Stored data
^^^^^^^^^^^^^^^^

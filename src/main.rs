// =============================================================================
// VULKAN TRIANGLE - minimal presentation session
// =============================================================================
//
// ARCHITECTURE OVERVIEW:
// ┌─────────────────────────────────────────────────────────────────┐
// │  winit event loop (window, resize, close)                       │
// │    └── ResizeCoordinator (queued size changes)                  │
// │          └── Renderer                                           │
// │                ├── DeviceContext (instance, surface, device)    │
// │                ├── SessionResources (vertex buffer, pool, sync) │
// │                └── RenderGeneration (swapchain ... commands)    │
// └─────────────────────────────────────────────────────────────────┘
//
// LOOP:
// 1. winit delivers events (resize notifications are only queued)
// 2. Pending resize, if any, rebuilds the render generation
// 3. One acquire → submit → present cycle
// 4. Repeat until the window asks to close
//
// =============================================================================

mod backend;
mod config;
mod error;
mod renderer;
mod resize;
mod scene;
mod timer;

use anyhow::{Context, Result};
use ash::vk;
use config::Config;
use renderer::{FrameOutcome, Renderer};
use resize::ResizeCoordinator;
use std::time::Instant;
use timer::FpsTimer;
use winit::{
    application::ApplicationHandler,
    event::WindowEvent,
    event_loop::{ActiveEventLoop, EventLoop},
    window::{Window, WindowAttributes},
};

// =============================================================================
// ENTRY POINT
// =============================================================================

fn main() -> Result<()> {
    init_logging();

    // Load configuration from config.toml
    let config = Config::load();
    log::info!("Starting Vulkan renderer");
    log::info!("Window: {}x{}", config.window.width, config.window.height);

    let event_loop = EventLoop::new().context("Failed to create event loop")?;
    let mut app = App::new(config);
    event_loop.run_app(&mut app)?;

    // Renderer goes before the window it presents to
    app.renderer = None;
    match app.fatal.take() {
        Some(e) => Err(e),
        None => Ok(()),
    }
}

/// Info by default, `RUST_LOG` overrides
fn init_logging() {
    env_logger::Builder::from_env(env_logger::Env::default().default_filter_or("info")).init();
}

// =============================================================================
// APPLICATION STATE
// =============================================================================

/// IMPORTANT: Field order matters for Drop! The renderer owns the surface,
/// which must go before the window.
struct App {
    renderer: Option<Renderer>,
    window: Option<Window>,
    resize: ResizeCoordinator,
    config: Config,
    fps: FpsTimer,
    /// First unrecoverable error; ends the loop and the process
    fatal: Option<anyhow::Error>,
}

impl App {
    fn new(config: Config) -> Self {
        Self {
            renderer: None,
            window: None,
            resize: ResizeCoordinator::default(),
            config,
            fps: FpsTimer::start(Instant::now()),
            fatal: None,
        }
    }

    fn fail(&mut self, event_loop: &ActiveEventLoop, error: anyhow::Error) {
        log::error!("{:#}", error);
        self.fatal.get_or_insert(error);
        event_loop.exit();
    }

    fn create_window_and_renderer(&mut self, event_loop: &ActiveEventLoop) -> Result<()> {
        let window_attributes = WindowAttributes::default()
            .with_title(&self.config.window.title)
            .with_inner_size(winit::dpi::PhysicalSize::new(
                self.config.window.width,
                self.config.window.height,
            ));

        let window = event_loop
            .create_window(window_attributes)
            .context("Failed to create window")?;

        let renderer = Renderer::new(&window, window_extent(&window), &self.config)?;

        self.renderer = Some(renderer);
        self.window = Some(window);
        Ok(())
    }

    /// Apply a queued resize, then draw one frame
    fn redraw(&mut self) -> Result<()> {
        let (Some(renderer), Some(window)) = (self.renderer.as_mut(), self.window.as_ref()) else {
            return Ok(());
        };

        if self.resize.is_minimized() {
            return Ok(());
        }
        self.resize.apply(renderer)?;

        match renderer.render_frame()? {
            FrameOutcome::Presented => {
                if self.config.debug.show_fps {
                    if let Some(fps) = self.fps.frame(Instant::now()) {
                        window.set_title(&format!("{} - {:.0} FPS", self.config.window.title, fps));
                    }
                }
            }
            FrameOutcome::SwapchainStale => {
                let size = window.inner_size();
                self.resize.notify(size.width, size.height);
            }
            FrameOutcome::Skipped => {}
        }
        Ok(())
    }
}

fn window_extent(window: &Window) -> vk::Extent2D {
    let size = window.inner_size();
    vk::Extent2D {
        width: size.width,
        height: size.height,
    }
}

// =============================================================================
// EVENT HANDLING
// =============================================================================

impl ApplicationHandler for App {
    /// Called when the application is ready to create windows.
    fn resumed(&mut self, event_loop: &ActiveEventLoop) {
        if self.window.is_some() {
            return;
        }

        if let Err(e) = self.create_window_and_renderer(event_loop) {
            self.fail(event_loop, e.context("Failed to initialize Vulkan"));
        }
    }

    fn window_event(
        &mut self,
        event_loop: &ActiveEventLoop,
        _id: winit::window::WindowId,
        event: WindowEvent,
    ) {
        match event {
            WindowEvent::CloseRequested => {
                log::info!("Close requested, shutting down...");
                event_loop.exit();
            }

            WindowEvent::Resized(size) => {
                log::debug!("Window resized to {}x{}", size.width, size.height);
                self.resize.notify(size.width, size.height);
            }

            WindowEvent::RedrawRequested => {
                if let Err(e) = self.redraw() {
                    self.fail(event_loop, e.context("Render error"));
                }
            }

            WindowEvent::KeyboardInput { event, .. } => {
                use winit::keyboard::{KeyCode, PhysicalKey};

                if event.state.is_pressed() && event.physical_key == PhysicalKey::Code(KeyCode::Escape) {
                    log::info!("ESC pressed, exiting...");
                    event_loop.exit();
                }
            }

            _ => {}
        }
    }

    /// Keep the loop spinning: one redraw per pass
    fn about_to_wait(&mut self, _event_loop: &ActiveEventLoop) {
        if let Some(ref window) = self.window {
            window.request_redraw();
        }
    }
}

^^^^^^^^^^^^^^^^

— Your goal —
Beginning at the first line of the data above, retype each line until you reach the line containing "fn main() ->", and include that one too. Add nothing else.

— Answer section —
filename src/main.rs
// =============================================================================
// VULKAN TRIANGLE - minimal presentation session
// =============================================================================
//
// ARCHITECTURE OVERVIEW:
// ┌─────────────────────────────────────────────────────────────────┐
// │  winit event loop (window, resize, close)                       │
// │    └── ResizeCoordinator (queued size changes)                  │
// │          └── Renderer                                           │
// │                ├── DeviceContext (instance, surface, device)    │
// │                ├── SessionResources (vertex buffer, pool, sync) │
// │                └── RenderGeneration (swapchain ... commands)    │
// └─────────────────────────────────────────────────────────────────┘
//
// LOOP:
// 1. winit delivers events (resize notifications are only queued)
// 2. Pending resize, if any, rebuilds the render generation
// 3. One acquire → submit → present cycle
// 4. Repeat until the window asks to close
//
// =============================================================================

mod backend;
mod config;
mod error;
mod renderer;
mod resize;
mod scene;
mod timer;

use anyhow::{Context, Result};
use ash::vk;
use config::Config;
use renderer::{FrameOutcome, Renderer};
use resize::ResizeCoordinator;
use std::time::Instant;
use timer::FpsTimer;
use winit::{
    application::ApplicationHandler,
    event::WindowEvent,
    event_loop::{ActiveEventLoop, EventLoop},
    window::{Window, WindowAttributes},
};

// =============================================================================
// ENTRY POINT
// =============================================================================

fn main() -> Result<()> {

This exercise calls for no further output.